Resolved -
Dear partner
We are pleased to let you know that the problem has been resolved and we are up and running again.
We apologize for the challenges this may have caused!
Best regards
Cloud Factory team
Feb 17, 13:11 CET
Monitoring -
Dear Partner
The issue has been resolved, and we are actively monitoring the systems while Nutanix continues with log extraction and follow-up on the incident.
We are closely monitoring the environment to ensure stability.
I/O latency is almost back to normal, and we expect that all standard workloads will now function as usual. However, as the environment is still under heavy load, some high-workload servers may experience temporary slowdowns.
As mentioned previously, we highly recommend checking that your servers are up and running and verifying that all services are functioning as expected for both you and your end customers.
We will not move the incident to the "Resolved" state until we have completed a thorough Root Cause Analysis.
We sincerely apologize for any inconvenience this has caused.
Best regards,
Cloud Factory Team
Jan 31, 18:13 CET
Update -
Dear Partner,
The I/O latency is decreasing rapidly, which is a good sign.
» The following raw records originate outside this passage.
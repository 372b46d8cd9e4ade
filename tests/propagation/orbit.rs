/*
    Nyx, blazing fast astrodynamics
    Copyright (C) 2018-onwards Christopher Rabotin <christopher.rabotin@gmail.com>

    This program is free software: you can redistribute it and/or modify
    it under the terms of the GNU Affero General Public License as published
    by the Free Software Foundation, either version 3 of the License, or
    (at your option) any later version.

    This program is distributed in the hope that it will be useful,
    but WITHOUT ANY WARRANTY; without even the implied warranty of
    MERCHANTABILITY or FITNESS FOR A PARTICULAR PURPOSE.  See the
    GNU Affero General Public License for more details.

    You should have received a copy of the GNU Affero General Public License
    along with this program.  If not, see <https://www.gnu.org/licenses/>.
*/

extern crate pretty_env_logger as pel;

use approx::assert_abs_diff_eq;
use rstest::*;
use satdyn::cosmic::{AstroError, EarthRotation, FixedRotation, SiderealRotation, SECONDS_PER_DAY};
use satdyn::dynamics::{DynamicsError, ForceAccumulator};
use satdyn::linalg::{Matrix3, UnitQuaternion, Vector3};
use satdyn::propagators::{
    EnckePropagation, EnckeSettings, KeplerPropagation, OrbitPropagator, PropagationError,
    Rk4Propagation, Rk4Settings,
};
use satdyn::Orbit;
use std::f64::consts::TAU;

use crate::{circular_state, TEST_JD};

/// Collapses every position onto the geocenter, so the geodetic conversion fails.
#[derive(Debug)]
struct CollapsedEarth;

impl EarthRotation for CollapsedEarth {
    fn dcm_i2ecef(&self, _julian_day: f64) -> Matrix3<f64> {
        Matrix3::zeros()
    }
}

#[fixture]
fn rk4_orbit() -> Orbit {
    let (r, v) = circular_state(6_878e3);
    let prop = Rk4Propagation::new(Rk4Settings::default(), r, v).unwrap();
    Orbit::new(OrbitPropagator::Rk4(prop), TEST_JD, &SiderealRotation).unwrap()
}

#[fixture]
fn encke_orbit() -> Orbit {
    let (r, v) = circular_state(6_878e3);
    let prop = EnckePropagation::new(EnckeSettings::default(), r, v).unwrap();
    Orbit::new(OrbitPropagator::Encke(prop), TEST_JD, &SiderealRotation).unwrap()
}

#[fixture]
fn kepler_orbit() -> Orbit {
    let (r, v) = circular_state(6_878e3);
    let prop = KeplerPropagation::from_cartesian(r, v, satdyn::cosmic::EARTH_GM_M3_S2, TEST_JD).unwrap();
    Orbit::new(OrbitPropagator::Kepler(prop), TEST_JD, &SiderealRotation).unwrap()
}

#[rstest]
#[case::rk4(rk4_orbit())]
#[case::encke(encke_orbit())]
#[case::kepler(kepler_orbit())]
fn accumulator_cleared_after_propagation(#[case] mut orbit: Orbit) {
    let _ = pel::try_init();
    let rotation = SiderealRotation;
    orbit.add_acceleration_i(Vector3::new(0.0, 1e-6, 0.0));
    orbit.add_force_i(Vector3::new(0.0, 0.0, 1e-3), 500.0).unwrap();
    assert!(!orbit.accumulator().is_zero());

    orbit.propagate(10.0, TEST_JD + 10.0 / SECONDS_PER_DAY, &rotation).unwrap();
    assert!(orbit.accumulator().is_zero());

    // Also on failure
    orbit.add_acceleration_i(Vector3::new(1e-3, 0.0, 0.0));
    let rslt = orbit.propagate(20.0, TEST_JD + 20.0 / SECONDS_PER_DAY, &CollapsedEarth);
    assert_eq!(
        rslt,
        Err(PropagationError::PropAstro {
            source: AstroError::DegeneratePosition { norm_m: 0.0 }
        })
    );
    assert!(orbit.accumulator().is_zero());
}

#[rstest]
#[case::rk4_infinite_end(rk4_orbit(), f64::INFINITY, TEST_JD)]
#[case::rk4_nan_end(rk4_orbit(), f64::NAN, TEST_JD)]
#[case::encke_infinite_end(encke_orbit(), f64::INFINITY, TEST_JD)]
#[case::kepler_nan_date(kepler_orbit(), 10.0, f64::NAN)]
#[case::kepler_infinite_date(kepler_orbit(), 10.0, f64::INFINITY)]
fn non_finite_times_are_rejected(
    #[case] mut orbit: Orbit,
    #[case] end_time_s: f64,
    #[case] current_jd: f64,
) {
    let _ = pel::try_init();
    let before = (orbit.position_i_m(), orbit.velocity_i_m_s());
    orbit.add_acceleration_i(Vector3::new(0.0, 1e-6, 0.0));

    let rslt = orbit.propagate(end_time_s, current_jd, &SiderealRotation);
    assert!(matches!(rslt, Err(PropagationError::NonFiniteTime { .. })));
    assert!(orbit.accumulator().is_zero());
    assert_eq!((orbit.position_i_m(), orbit.velocity_i_m_s()), before);

    // The orbit is still usable afterwards
    orbit
        .propagate(10.0, TEST_JD + 10.0 / SECONDS_PER_DAY, &SiderealRotation)
        .unwrap();
    assert_ne!(orbit.position_i_m(), before.0);
}

#[rstest]
fn invalid_mass(mut rk4_orbit: Orbit) {
    let _ = pel::try_init();
    for mass_kg in [0.0, -1.0, f64::NAN] {
        let err = rk4_orbit.add_force_i(Vector3::new(1.0, 0.0, 0.0), mass_kg);
        assert!(matches!(err, Err(DynamicsError::InvalidMass { .. })));
    }
    assert!(rk4_orbit.accumulator().is_zero());
}

#[test]
fn accumulation_order_is_irrelevant() {
    let _ = pel::try_init();
    let rotation = SiderealRotation;
    let a1 = Vector3::new(1.3e-6, -2.1e-7, 4.4e-7);
    let f2_b = Vector3::new(2e-4, 1e-4, -3e-4);
    let q_i2b = UnitQuaternion::from_euler_angles(0.1, -0.4, 1.3);
    let jd = TEST_JD + 60.0 / SECONDS_PER_DAY;

    let mut first = rk4_orbit();
    first.add_acceleration_i(a1);
    first.add_force_b(f2_b, &q_i2b, 100.0).unwrap();

    let mut second = rk4_orbit();
    second.add_force_b(f2_b, &q_i2b, 100.0).unwrap();
    second.add_acceleration_i(a1);

    assert_eq!(first.accumulator(), second.accumulator());
    first.propagate(60.0, jd, &rotation).unwrap();
    second.propagate(60.0, jd, &rotation).unwrap();
    assert_eq!(first.position_i_m(), second.position_i_m());
    assert_eq!(first.velocity_i_m_s(), second.velocity_i_m_s());

    // Propagating with an explicit set of contributions is equivalent
    let mut third = rk4_orbit();
    let mut contributions = ForceAccumulator::new();
    contributions.add_acceleration_i(a1);
    contributions.add_force_b(f2_b, &q_i2b, 100.0).unwrap();
    third.add_acceleration_i(Vector3::new(1.0, 1.0, 1.0));
    third.propagate_with(contributions, 60.0, jd, &rotation).unwrap();
    assert_eq!(first.position_i_m(), third.position_i_m());
    assert!(third.accumulator().is_zero());
}

#[rstest]
#[case(1.0, 1e-3)]
#[case(10.0, 1.0)]
fn circular_orbit_closes(#[case] step_s: f64, #[case] tolerance_m: f64) {
    let _ = pel::try_init();
    let rotation = SiderealRotation;
    let radius_m = 6_878e3;
    let (r0, v0) = circular_state(radius_m);
    let prop = Rk4Propagation::new(Rk4Settings::builder().step_s(step_s).build(), r0, v0).unwrap();
    let mut orbit = Orbit::new(OrbitPropagator::Rk4(prop), TEST_JD, &rotation).unwrap();

    let period_s = TAU * (radius_m.powi(3) / satdyn::cosmic::EARTH_GM_M3_S2).sqrt();
    // Propagate with a 60 second simulation tick, the last tick being partial
    let mut elapsed_s = 0.0;
    while elapsed_s < period_s {
        elapsed_s = (elapsed_s + 60.0).min(period_s);
        orbit
            .propagate(elapsed_s, TEST_JD + elapsed_s / SECONDS_PER_DAY, &rotation)
            .unwrap();
    }
    let err_m = (orbit.position_i_m() - r0).norm();
    println!("closure error with {step_s} s step: {err_m:.3e} m");
    assert!(err_m < tolerance_m);
    assert_abs_diff_eq!(orbit.velocity_i_m_s(), v0, epsilon = tolerance_m * 1e-2);
}

#[rstest]
fn calc_disabled_is_frozen(mut rk4_orbit: Orbit) {
    let _ = pel::try_init();
    let rotation = SiderealRotation;
    rk4_orbit.set_calc_enabled(false);
    let before = (
        rk4_orbit.position_i_m(),
        rk4_orbit.velocity_i_m_s(),
        rk4_orbit.position_ecef_m(),
        rk4_orbit.velocity_ecef_m_s(),
        rk4_orbit.velocity_b_m_s(),
        rk4_orbit.geodetic(),
        rk4_orbit.last_acceleration_i_m_s2(),
    );
    for tick in 1..=5 {
        let elapsed_s = 10.0 * f64::from(tick);
        rk4_orbit.add_acceleration_i(Vector3::new(0.0, 1.0, 0.0));
        rk4_orbit
            .propagate(elapsed_s, TEST_JD + elapsed_s / SECONDS_PER_DAY, &rotation)
            .unwrap();
        assert!(rk4_orbit.accumulator().is_zero());
    }
    let after = (
        rk4_orbit.position_i_m(),
        rk4_orbit.velocity_i_m_s(),
        rk4_orbit.position_ecef_m(),
        rk4_orbit.velocity_ecef_m_s(),
        rk4_orbit.velocity_b_m_s(),
        rk4_orbit.geodetic(),
        rk4_orbit.last_acceleration_i_m_s2(),
    );
    assert_eq!(before, after);
}

#[rstest]
#[case::rk4(rk4_orbit())]
#[case::encke(encke_orbit())]
#[case::kepler(kepler_orbit())]
fn position_offset(#[case] mut orbit: Orbit) {
    let _ = pel::try_init();
    let rotation = FixedRotation::aligned();
    let r0 = orbit.position_i_m();
    let v0 = orbit.velocity_i_m_s();
    let offset = Vector3::new(15.0, -3.0, 7.5);
    orbit.add_position_offset(&offset, TEST_JD, &rotation).unwrap();
    assert_abs_diff_eq!(orbit.position_i_m(), r0 + offset, epsilon = 1e-6);
    assert_abs_diff_eq!(orbit.velocity_i_m_s(), v0, epsilon = 1e-9);
    assert_abs_diff_eq!(orbit.position_ecef_m(), orbit.position_i_m(), epsilon = 1e-9);
}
We expect to return to normal latency levels within 1–2 hours.
Latency has already decreased a considerable amount, meaning that many applications and VMs will now run without issues.
However, as mentioned in our previous message, we are still seeing a significant impact on I/O performance, which is causing increased VM startup times. In some cases, this may result in VMs failing to start as expected or starting up with errors.
This issue particularly affects VMs with relatively high I/O loads, where services may not start properly.
We recommend checking whether your VMs have started correctly and verifying that services are running as expected. Please note that, due to the ongoing I/O latency, some VMs may still experience slow performance.
We will provide a new status update once I/O levels have returned to normal and are considered stable.
Best regards
Cloud Factory team
Jan 31, 15:35 CET
Identified -
Dear Partner,
We have identified the problem causing the previously reported issues.
The cluster service on Cluster 01 triggered a reboot of all VMs on the cluster.
All VMs have been powered on again.
However, we are seeing a very high impact on I/O performance, which is causing increased VM startup times. In some cases, this may result in VMs failing to start as expected or starting up with errors.
This is especially affecting VMs with relatively high I/O loads, where services may not start properly.
We anticipate that the high I/O load will persist for some time—likely between 1 to 3 hours—during which I/O latency will be higher than usual. This means that VM response times will be slower.
We recommend checking whether your VMs have started correctly and verifying that services are running as expected. However, please note that due to the ongoing I/O latency, VM performance may still be slow.
We are actively working to resolve the issue and will provide a new status update within 30 minutes.
Best regards,
Cloud Factory Team
Jan 31, 14:58 CET
Investigating -
Dear partner
We are currently experiencing technical difficulties with cluster 01.
It seems that VM's have been rebooted.
The issue is being investigated and we will post an update ASAP.
Best regards
Cloud Factory team
Jan 31, 14:41 CET